Epilepsy in multiple sclerosis
A nationwide population-based register study

December 12, 2017 issue
89 (24) 2462-2468

Abstract

Objective:

To determine the cumulative incidence of epilepsy in a population-based cohort of patients with multiple sclerosis (MS) and to investigate the association between epilepsy and clinical features of MS.

Methods:

All available patients in the Swedish MS register (n = 14,545) and 3 age- and sex-matched controls per patient randomly selected from the population register (n = 43,635) were included. Data on clinical features of MS were retrieved from the Swedish MS register, and data on epilepsy and death were retrieved from comprehensive patient registers.

Results:

The cumulative incidence of epilepsy was 3.5% (95% confidence interval [CI] 3.17–3.76) in patients with MS and 1.4% (95% CI 1.30–1.52) in controls (risk ratio 2.5, 95% CI 2.19–2.76). In a Cox proportional model, MS increased the risk of epilepsy (hazard ratio 3.2, 95% CI 2.64–3.94).

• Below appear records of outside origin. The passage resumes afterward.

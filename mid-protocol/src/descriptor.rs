//! Command descriptors: one unit command for a set of addresses on one port

use crate::error::{MidError, MidResult};
use crate::frame::{RequestFrame, UnitCommand, MAX_ADDRESSES, PORT_COUNT};
use bytes::Bytes;
use mid_core::SensorId;
use std::fmt;

/// Conversion settings for one sensor channel of a unit
#[derive(Debug, Clone, PartialEq, Default)]
pub struct ChannelConfig {
    /// `None` when the channel is not wired to a sensor; no reading is emitted
    pub sensor_id: Option<SensorId>,
    /// Conversion formula over `x` (raw) and `t` (secondary value); `None`
    /// selects the built-in conversion of the command, or the raw value
    pub formula: Option<String>,
    pub bias: f64,
    /// Report a moving average instead of the instantaneous value
    pub smooth: bool,
}

impl ChannelConfig {
    pub fn new(sensor_id: SensorId) -> Self {
        Self {
            sensor_id: Some(sensor_id),
            ..Self::default()
        }
    }

    /// A channel that is present on the unit but not reported
    pub fn unassigned() -> Self {
        Self::default()
    }

    pub fn with_formula(mut self, formula: impl Into<String>) -> Self {
        let formula = formula.into();
        self.formula = if formula.trim().is_empty() {
            None
        } else {
            Some(formula)
        };
        self
    }

    pub fn with_bias(mut self, bias: f64) -> Self {
        self.bias = bias;
        self
    }

    pub fn smoothed(mut self) -> Self {
        self.smooth = true;
        self
    }
}

/// One field unit addressed by a command
#[derive(Debug, Clone, PartialEq)]
pub struct UnitConfig {
    pub address: u16,
    pub channels: Vec<ChannelConfig>,
}

impl UnitConfig {
    pub fn new(address: u16) -> Self {
        Self {
            address,
            channels: Vec::new(),
        }
    }

    pub fn channel(mut self, channel: ChannelConfig) -> Self {
        self.channels.push(channel);
        self
    }

    pub fn with_channels(address: u16, channels: Vec<ChannelConfig>) -> Self {
        Self { address, channels }
    }
}

/// A single hub command with everything needed to interpret its reply
#[derive(Debug, Clone, PartialEq)]
pub struct CommandDescriptor {
    pub command: UnitCommand,
    pub port: u8,
    pub units: Vec<UnitConfig>,
}

impl CommandDescriptor {
    pub fn new(command: UnitCommand, port: u8, units: Vec<UnitConfig>) -> Self {
        Self {
            command,
            port,
            units,
        }
    }

    /// Descriptor for commands without sensor channels (reset, address, version)
    pub fn bare(command: UnitCommand, port: u8, addresses: &[u16]) -> Self {
        Self::new(
            command,
            port,
            addresses.iter().map(|&a| UnitConfig::new(a)).collect(),
        )
    }

    pub fn addresses(&self) -> Vec<u16> {
        self.units.iter().map(|u| u.address).collect()
    }

    pub fn address_count(&self) -> usize {
        self.units.len()
    }

    pub fn command_code(&self) -> u8 {
        self.command.code()
    }

    pub fn payload_size(&self) -> usize {
        self.command.payload_size() as usize
    }

    /// Every configured sensor id, unit by unit
    pub fn sensor_ids(&self) -> Vec<SensorId> {
        self.units
            .iter()
            .flat_map(|u| u.channels.iter().filter_map(|c| c.sensor_id))
            .collect()
    }

    /// Check the descriptor can be sent as is
    pub fn validate(&self) -> MidResult<()> {
        self.command.validate()?;
        if self.port == 0 || self.port > PORT_COUNT {
            return Err(MidError::Encoding(format!(
                "Port {} out of range 1..={}",
                self.port, PORT_COUNT
            )));
        }
        if self.units.is_empty() || self.units.len() > MAX_ADDRESSES {
            return Err(MidError::Encoding(format!(
                "Address count {} out of range 1..={}",
                self.units.len(),
                MAX_ADDRESSES
            )));
        }
        let channels = self.command.channel_count();
        if let Some(unit) = self.units.iter().find(|u| u.channels.len() != channels) {
            return Err(MidError::Encoding(format!(
                "Unit {} has {} channel(s), {} expects {}",
                unit.address,
                unit.channels.len(),
                self.command,
                channels
            )));
        }
        Ok(())
    }

    /// Build the general wrapper frame for this command
    pub fn frame(&self) -> RequestFrame {
        RequestFrame::general(self.command, self.port, self.addresses())
    }

    /// Validate and encode the request frame
    pub fn encode(&self) -> MidResult<Bytes> {
        self.validate()?;
        self.frame().encode()
    }
}

impl fmt::Display for CommandDescriptor {
    fn fmt(&self, f: &mut fmt::Formatter<'_>) -> fmt::Result {
        write!(
            f,
            "{} on port {} addresses {:?}",
            self.command,
            self.port,
            self.addresses()
        )
    }
}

Patients with relapsing-remitting MS had a cumulative incidence of epilepsy of 2.2% (95% CI 1.88–2.50), whereas patients with progressive disease had a cumulative incidence of 5.5% (95% CI 4.89–6.09). The cumulative incidence rose continuously with increasing disease duration to 5.9% (95% CI 4.90–7.20) in patients with disease duration ≥34 years. Patients with an Expanded Disability Status Scale (EDSS) score ≥7 had a cumulative incidence of epilepsy of 5.3% (95% CI 3.95–7.00). Disease duration and EDSS score were associated with epilepsy after multiple logistic regression (odds ratio [OR] 1.03, 95% CI 1.01–1.04 per year, p = 0.001; and OR 1.2, 95% CI 1.09–1.26 per EDSS step, p < 0.0001).

Conclusions:

Epilepsy is more common among patients with MS than in the general population, and a diagnosis of MS increases the risk of epilepsy. Our data suggest a direct link between severity of MS and epilepsy.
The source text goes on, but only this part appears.